**TASK STATEMENT**
The entries below need to be transcribed verbatim.

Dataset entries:
════

mod cli;

use std::fs::File;

use anyhow::{Context, Result, anyhow};
use clap::Parser;
use daemonize::Daemonize;
use log::{LevelFilter, error};
use syslog::{BasicLogger, Facility, Formatter3164};

use cli::Cli;
use ledtrigd::{application::Application, config::Config, error::is_configuration_failure};

const DAEMON_LOG: &str = "/var/tmp/ledtrigd.log";

fn init_log(level: LevelFilter) -> Result<()> {
    let logger = syslog::unix(Formatter3164 {
        facility: Facility::LOG_USER,
        hostname: None,
        process: "ledtrigd".into(),
        pid: 0,
    })
    .map_err(|e| anyhow!("Failed to connect to syslog: {e}"))?;

    log::set_boxed_logger(Box::new(BasicLogger::new(logger)))
        .map_err(|e| anyhow!("Failed to install logger: {e}"))?;
    log::set_max_level(level);
    Ok(())
}

fn into_daemon(log_path: &str) -> Result<()> {
    let stdout =
        File::create(log_path).with_context(|| format!("Failed to create {log_path}"))?;
    let stderr = stdout.try_clone()?;
    Daemonize::new()
        .stdout(stdout)
        .stderr(stderr)
        .start()
        .map_err(|e| anyhow!("Failed to daemonize: {e}"))
}

fn run(config: Config) -> Result<()> {
    let app = Application::builder().with_config(config).build()?;

    tokio::runtime::Builder::new_current_thread()
        .enable_all()
        .build()
        .context("Failed to build tokio runtime")?
        .block_on(app.run())
}

fn main() -> Result<()> {
    let cli = Cli::parse();
    init_log(if cli.verbose {
        LevelFilter::Debug
    } else {
        LevelFilter::Info
    })?;
    // Fork before any runtime or loop thread exists.
    if cli.daemonize {
        into_daemon(DAEMON_LOG)?;
    }

    let config = Config::load(cli.config)?;
    match run(config) {
        // An unclaimable device is reported, not turned into an exit status.
        Err(e) if is_configuration_failure(&e) => {
            error!("An error occurred in main thread: {e:#}");
            Ok(())
        }
        result => result,
    }
}

#[cfg(test)]
mod tests {
    use super::*;

    #[test]
    fn unwritable_daemon_log_fails_before_forking() {
        let err = into_daemon("/nonexistent/ledtrigd/ledtrigd.log").unwrap_err();
        assert!(err.to_string().contains("Failed to create /nonexistent/ledtrigd"));
    }
}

════

**THE ANSWER**
mod cli;

use std::fs::File;

use anyhow::{Context, Result, anyhow};
use clap::Parser;
use daemonize::Daemonize;
use log::{LevelFilter, error};
use syslog::{BasicLogger, Facility, Formatter3164};

use cli::Cli;
use ledtrigd::{application::Application, config::Config, error::is_configuration_failure};

const DAEMON_LOG: &str = "/var/tmp/ledtrigd.log";

fn init_log(level: LevelFilter) -> Result<()> {
    let logger = syslog::unix(Formatter3164 {
        facility: Facility::LOG_USER,
        hostname: None,
        process: "ledtrigd".into(),
        pid: 0,
    })
    .map_err(|e| anyhow!("Failed to connect to syslog: {e}"))?;

    log::set_boxed_logger(Box::new(BasicLogger::new(logger)))
        .map_err(|e| anyhow!("Failed to install logger: {e}"))?;
    log::set_max_level(level);
    Ok(())
}

fn into_daemon(log_path: &str) -> Result<()> {
    let stdout =
        File::create(log_path).with_context(|| format!("Failed to create {log_path}"))?;
    let stderr = stdout.try_clone()?;
    Daemonize::new()
        .stdout(stdout)
        .stderr(stderr)
        .start()
        .map_err(|e| anyhow!("Failed to daemonize: {e}"))
}

fn run(config: Config) -> Result<()> {
    let app = Application::builder().with_config(config).build()?;

    tokio::runtime::Builder::new_current_thread()
        .enable_all()
        .build()
        .context("Failed to build tokio runtime")?
        .block_on(app.run())
}

fn main() -> Result<()> {
    let cli = Cli::parse();
    init_log(if cli.verbose {
        LevelFilter::Debug
    } else {
        LevelFilter::Info
    })?;
    // Fork before any runtime or loop thread exists.
    if cli.daemonize {
        into_daemon(DAEMON_LOG)?;
    }

    let config = Config::load(cli.config)?;
    match run(config) {
        // An unclaimable device is reported, not turned into an exit status.
        Err(e) if is_configuration_failure(&e) => {
            error!("An error occurred in main thread: {e:#}");
            Ok(())
        }
        result => result,
    }
}

#[cfg(test)]
mod tests {
    use super::*;

    #[test]
    fn unwritable_daemon_log_fails_before_forking() {
        let err = into_daemon("/nonexistent/ledtrigd/ledtrigd.log").unwrap_err();
        assert!(err.to_string().contains("Failed to create /nonexistent/ledtrigd"));
    }
}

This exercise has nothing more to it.